Averi Snyder was born four weeks early and not breathing. Her umbilical cord was tied in a knot.
Mom Kim Snyder said the doctor didn't immediately alert her to the dangers but dad Shane Snyder said he saw the whole thing.
Seconds after she was delivered, Averi was placed into a special bed so that the team of doctors at Sharp Mary Birch Hospital could pump oxygen into her lungs while she was still attached to her mother's umbilical cord.
Within the first minute, Averi began to “pink up."
“[I was] mesmerized by what was going on and how everything took place and how fast they had her breathing,” Shane said. “It was pretty amazing.”
Kim was able to see Averi and kiss her before the staff took the newborn to the NICU.
The Snyders are one of the first families in the U.S. to use the new LifeStart resuscitation bed.
It's designed to delay umbilical cord clamping for the sickest or most premature babies, allowing them to receive blood and other fluids from mom.
It's a modern twist to an old concept that Snyder wishes was around when she delivered her first child.
“It's amazing and it’s lucky,” she said. “Our first child could've really benefitted from it.
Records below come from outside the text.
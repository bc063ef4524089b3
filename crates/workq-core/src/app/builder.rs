//! WorkQueueBuilder - WorkQueue の構築
//!
//! # 学習ポイント
//! - Builder パターンの実装
//! - 起動時検証（Fail-fast 設計）: 容量 0 や間隔 0 は build() で弾く

use std::fmt;
use std::marker::PhantomData;
use std::time::Duration;

use super::config::WorkQueueConfig;
use super::work_queue::WorkQueue;
use crate::error::BuildError;

/// Builds a [`WorkQueue`].
///
/// # 使用例
/// ```ignore
/// let queue: WorkQueue<Message> = WorkQueue::builder()
///     .drain_interval(Duration::from_millis(200))
///     .channel_capacity(128)
///     .build()?;
/// queue.start();
/// ```
///
/// The task type is fixed here so `WorkQueue::builder()` can infer it from
/// the binding that receives `build()`.
pub struct WorkQueueBuilder<T> {
    config: WorkQueueConfig,
    _task: PhantomData<fn() -> T>,
}

impl<T> Default for WorkQueueBuilder<T> {
    fn default() -> Self {
        Self {
            config: WorkQueueConfig::default(),
            _task: PhantomData,
        }
    }
}

impl<T> Clone for WorkQueueBuilder<T> {
    fn clone(&self) -> Self {
        Self {
            config: self.config.clone(),
            _task: PhantomData,
        }
    }
}

impl<T> fmt::Debug for WorkQueueBuilder<T> {
    fn fmt(&self, f: &mut fmt::Formatter<'_>) -> fmt::Result {
        f.debug_struct("WorkQueueBuilder")
            .field("config", &self.config)
            .finish()
    }
}

impl<T: Send + Sync + 'static> WorkQueueBuilder<T> {
    pub fn new() -> Self {
        Self::default()
    }

    /// Replace every setting at once (e.g. from `WorkQueueConfig::from_env`).
    pub fn config(mut self, config: WorkQueueConfig) -> Self {
        self.config = config;
        self
    }

    pub fn drain_interval(mut self, interval: Duration) -> Self {
        self.config.drain_interval_ms = u64::try_from(interval.as_millis()).unwrap_or(u64::MAX);
        self
    }

    pub fn channel_capacity(mut self, capacity: usize) -> Self {
        self.config.channel_capacity = capacity;
        self
    }

    pub fn forward_completion_callbacks(mut self, forward: bool) -> Self {
        self.config.forward_completion_callbacks = forward;
        self
    }

    /// Validate the settings and create the queue. Loops start with `WorkQueue::start`.
    pub fn build(self) -> Result<WorkQueue<T>, BuildError> {
        if self.config.channel_capacity == 0 {
            return Err(BuildError::ZeroChannelCapacity);
        }
        if self.config.drain_interval_ms == 0 {
            return Err(BuildError::ZeroDrainInterval);
        }
        Ok(WorkQueue::from_config(&self.config))
    }
}
//! In-process debug server for an embedded script engine: a restricted
//! WebSocket frame codec, a binary debug protocol, and a mode state
//! machine coordinating with the host interpreter's execution loop.
//!
//! Data flow (host engine → protocol engine → message codec → frame
//! codec → transport → socket, and back) is owned end to end by
//! [`protocol::DebugEngine`]; every other module is a layer it calls
//! through, never something the embedder touches directly except to
//! implement [`host::HostEngine`] and call into `DebugEngine`.

pub mod bytecode;
pub mod config;
pub mod error;
pub mod frame;
pub mod handshake;
pub mod host;
pub mod message;
pub mod protocol;
pub mod session;
pub mod transport;
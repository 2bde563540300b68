use std::time::Duration;

/// Negotiated and fixed parameters for one debug session.
///
/// A plain struct with a `Default` impl; every field maps to a concrete
/// protocol constant rather than a WebSocket extension knob.
#[derive(Debug, Clone, Copy)]
pub struct SessionConfig {
    /// Outbound frame payload cap, never > 125 (§4.1, §6.1).
    pub max_send_payload: u8,
    /// Inbound frame payload cap, never > 125 (§4.1, §6.1).
    pub max_receive_payload: u8,
    /// Size of the session's send/receive buffer in bytes, echoed as
    /// `CONFIGURATION`'s `max_message_size` field (§6.2 row 1, §8 S2:
    /// 128 on the wire). Distinct from `max_send_payload`/
    /// `max_receive_payload`: those bound one frame's payload to stay
    /// within the fixed 2-byte header's 125-byte limit, while this is
    /// the client-facing buffer-size figure the embedded host happens
    /// to size its buffer at (§3 "Session").
    pub message_buffer_size: u8,
    /// Byte-code instructions between `poll_messages()` calls (§5).
    pub message_frequency: u32,
    /// Idle poll interval while suspended in breakpoint/client-source mode (§5).
    pub breakpoint_poll_interval: Duration,
    /// Upper bound on an announced or accumulated fragmented-payload size;
    /// closes the session instead of growing an allocation without limit
    /// (SPEC_FULL.md §A.5).
    pub max_fragment_total_size: usize,
    /// Width in bytes of a compressed byte-code reference, echoed in the
    /// `CONFIGURATION` message (§6.2).
    pub cpointer_size: u8,
    /// Debug protocol version, echoed in the `CONFIGURATION` message.
    pub protocol_version: u8,
}

impl Default for SessionConfig {
    fn default() -> Self {
        SessionConfig {
            max_send_payload: 125,
            max_receive_payload: 125,
            message_buffer_size: 128,
            message_frequency: 5,
            breakpoint_poll_interval: Duration::from_millis(100),
            max_fragment_total_size: 1 << 20,
            cpointer_size: 2,
            protocol_version: 2,
        }
    }
}

impl SessionConfig {
    /// `CONFIGURATION`'s `little_endian` flag reflects the *host's*
    /// native endianness; the wire format itself is always little-endian
    /// (§4.4). We only ever run on little-endian and big-endian hosts
    /// alike report truthfully here so the client can byte-swap CPs if
    /// it must.
    pub fn host_is_little_endian(&self) -> bool {
        cfg!(target_endian = "little")
    }
}
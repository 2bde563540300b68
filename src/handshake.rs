//! The single HTTP Upgrade handshake accepted on `GET /jerry-debugger`
//! (§4.2, §6.3).
//!
//! There is no client-role handshake, no TLS, and no general-purpose
//! header parser: the request is read into a fixed 1024-byte buffer
//! until `\r\n\r\n`, the path and `Sec-WebSocket-Key` header are located
//! by hand instead of reaching for `httparse`, and any malformation
//! simply drops the socket without a response.

use base64::prelude::*;
use sha1::{Digest, Sha1};
use std::io::{Read, Write};

use crate::error::Error;

const GUID: &str = "258EAFA5-E914-47DA-95CA-C5AB0DC85B11";
const EXPECTED_PATH: &str = "GET /jerry-debugger";
const KEY_HEADER: &str = "Sec-WebSocket-Key:";
pub const REQUEST_BUF_SIZE: usize = 1024;

const RESPONSE_HEAD: &str = "HTTP/1.1 101 Switching Protocols\r\n\
Upgrade: websocket\r\n\
Connection: Upgrade\r\n\
Sec-WebSocket-Accept: ";

/// RFC 6455 accept-key derivation: SHA-1 of `key || GUID`, Base64-encoded.
pub fn accept_key(client_key: &str) -> String {
    let mut hasher = Sha1::new();
    hasher.update(client_key.as_bytes());
    hasher.update(GUID.as_bytes());
    BASE64_STANDARD.encode(hasher.finalize())
}

/// Block on `reader` accumulating bytes into `scratch` until the request
/// is complete (`\r\n\r\n` seen), then validate the request line and
/// extract `Sec-WebSocket-Key`. Returns the raw key value.
pub fn read_request<R: Read>(
    reader: &mut R,
    scratch: &mut [u8; REQUEST_BUF_SIZE],
) -> Result<String, Error> {
    let mut filled = 0usize;
    loop {
        if filled == scratch.len() {
            return Err(Error::HandshakeMalformed(
                "request did not fit in the 1024-byte buffer",
            ));
        }
        let n = reader.read(&mut scratch[filled..])?;
        if n == 0 {
            return Err(Error::HandshakeMalformed(
                "connection closed before the request completed",
            ));
        }
        filled += n;
        let text = String::from_utf8_lossy(&scratch[..filled]);
        if text.contains("\r\n\r\n") {
            return parse_request(&text);
        }
    }
}

fn parse_request(text: &str) -> Result<String, Error> {
    if !text.starts_with(EXPECTED_PATH) {
        return Err(Error::HandshakeMalformed(
            "request line is not GET /jerry-debugger",
        ));
    }
    for line in text.lines() {
        if let Some(rest) = line.strip_prefix(KEY_HEADER) {
            return Ok(rest.trim().to_string());
        }
    }
    Err(Error::HandshakeMalformed("Sec-WebSocket-Key header missing"))
}

/// Write the fixed `101 Switching Protocols` response.
pub fn write_response<W: Write>(writer: &mut W, accept: &str) -> Result<(), Error> {
    writer.write_all(RESPONSE_HEAD.as_bytes())?;
    writer.write_all(accept.as_bytes())?;
    writer.write_all(b"\r\n\r\n")?;
    Ok(())
}
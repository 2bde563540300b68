//! The restricted WebSocket frame codec (§4.1, §6.1).
//!
//! Outbound frames are always `FIN=1, opcode=Binary, unmasked`. Inbound
//! frames are only accepted as `FIN=1, opcode=Binary, masked`. There is
//! no extended length field, no continuation frame, no ping/pong/close,
//! no text frame — the payload protocol fragments itself (§4.4), so
//! WebSocket-level fragmentation would be redundant, and restricting the
//! header to two fixed bytes lets the whole I/O path live in a
//! fixed-size buffer.

use crate::error::Error;

/// `FIN=1, RSV=0, opcode=Binary(0x2)`.
const FIRST_BYTE: u8 = 0x82;
const MASK_BIT: u8 = 0x80;
const LENGTH_MASK: u8 = 0x7f;

/// Header of an inbound frame, once the first two bytes have been read.
#[derive(Debug, Clone, Copy, PartialEq, Eq)]
pub struct FrameHeader {
    pub payload_len: usize,
}

/// Encode one outbound binary frame. `payload.len()` must not exceed
/// `max_send_payload` (itself never > 125, §6.1).
pub fn encode_frame(payload: &[u8], max_send_payload: u8) -> Result<Vec<u8>, Error> {
    if payload.len() > max_send_payload as usize {
        return Err(Error::FramePayloadTooLarge(payload.len(), max_send_payload));
    }
    let mut out = Vec::with_capacity(2 + payload.len());
    out.push(FIRST_BYTE);
    out.push(payload.len() as u8);
    out.extend_from_slice(payload);
    Ok(out)
}

/// Parse the two fixed header bytes of an inbound frame. Any deviation
/// from FIN=1/opcode=Binary/mask=1/len<=max is a protocol violation that
/// terminates the session (§4.1, §8 S6).
pub fn parse_header(b0: u8, b1: u8, max_receive_payload: u8) -> Result<FrameHeader, Error> {
    if b0 != FIRST_BYTE {
        return Err(Error::FrameProtocol(
            "expected FIN=1 and opcode=Binary in the first header byte",
        ));
    }
    if b1 & MASK_BIT == 0 {
        return Err(Error::FrameProtocol("inbound frame must be masked"));
    }
    let payload_len = (b1 & LENGTH_MASK) as usize;
    if payload_len > max_receive_payload as usize {
        return Err(Error::FrameProtocol(
            "inbound frame length exceeds the negotiated receive payload size",
        ));
    }
    Ok(FrameHeader { payload_len })
}

/// XOR-unmask (or mask — the operation is its own inverse) a payload in
/// place against a cyclic 4-byte key (§4.1, §8 I-2).
pub fn apply_mask(mask: [u8; 4], payload: &mut [u8]) {
    for (i, byte) in payload.iter_mut().enumerate() {
        *byte ^= mask[i % 4];
    }
}

#[cfg(test)]
mod tests {
    use super::*;

    #[test]
    fn encode_rejects_oversize_payload() {
        let payload = vec![0u8; 126];
        assert!(encode_frame(&payload, 125).is_err());
    }

    #[test]
    fn encode_header_matches_spec() {
        let frame = encode_frame(&[0x01, 0x80, 0x02, 0x01, 0x02], 125).unwrap();
        assert_eq!(&frame[..2], &[0x82, 0x05]);
        assert_eq!(&frame[2..], &[0x01, 0x80, 0x02, 0x01, 0x02]);
    }

    #[test]
    fn parse_header_rejects_non_binary_opcode() {
        // text frame (opcode 0x1), masked, length 2 — the S6 scenario.
        assert!(parse_header(0x81, 0x82, 125).is_err());
    }

    #[test]
    fn parse_header_rejects_unmasked() {
        assert!(parse_header(0x82, 0x05, 125).is_err());
    }

    #[test]
    fn parse_header_rejects_oversize_length() {
        assert!(parse_header(0x82, 0x80 | 126, 125).is_err());
    }

    #[test]
    fn mask_is_involution() {
        let key = [0x12, 0x34, 0x56, 0x78];
        let original: Vec<u8> = (0..250u32).map(|n| (n % 256) as u8).collect();
        let mut buf = original.clone();
        apply_mask(key, &mut buf);
        assert_ne!(buf, original);
        apply_mask(key, &mut buf);
        assert_eq!(buf, original);
    }

    #[test]
    fn framing_round_trip_for_every_length_up_to_125() {
        for len in 0..=125usize {
            let payload: Vec<u8> = (0..len).map(|i| (i % 256) as u8).collect();
            let encoded = encode_frame(&payload, 125).unwrap();
            let header = parse_header(encoded[0], encoded[1] | 0x80, 125).unwrap();
            assert_eq!(header.payload_len, len);
            assert_eq!(&encoded[2..], payload.as_slice());
        }
    }
}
I hope that other parents get to experience it."
Sharp Mary Birch Hospital rolled out the equipment just last week becoming the first American hospital to put them in use.
Neonatologist Anup Katheria, M.D. said the beds are part of a research study focusing on pre-term births, or those babies delivered before 40 weeks.
The idea is that if doctors can start giving a distressed baby some oxygen at birth, they can take advantage of the first minute of life outside the womb and improve the infant’s outcome.
“Once the baby begins breathing in that first minute, the blood can naturally flow into the lungs allowing more stabilization to occur,” he said.
Umbilical cord blood is full of stem cells, oxygen carrying blood cells and white blood cells that help fight infections.
The fluids also help improve the baby's heart functions and reduce the child’s need for oxygen and blood transfusions.
The beds are placed beside the mother during delivery.
Each bed has a heated pad that mimics skin-to-skin warmth and allows the infant to be warmed from above and below.
So far, 10 babies have been treated using the four beds currently in use at the hospital.
As for Averi, she was still in the hospital Monday and progressing every day.
Her parents hope to take her home from the hospital on Wednesday.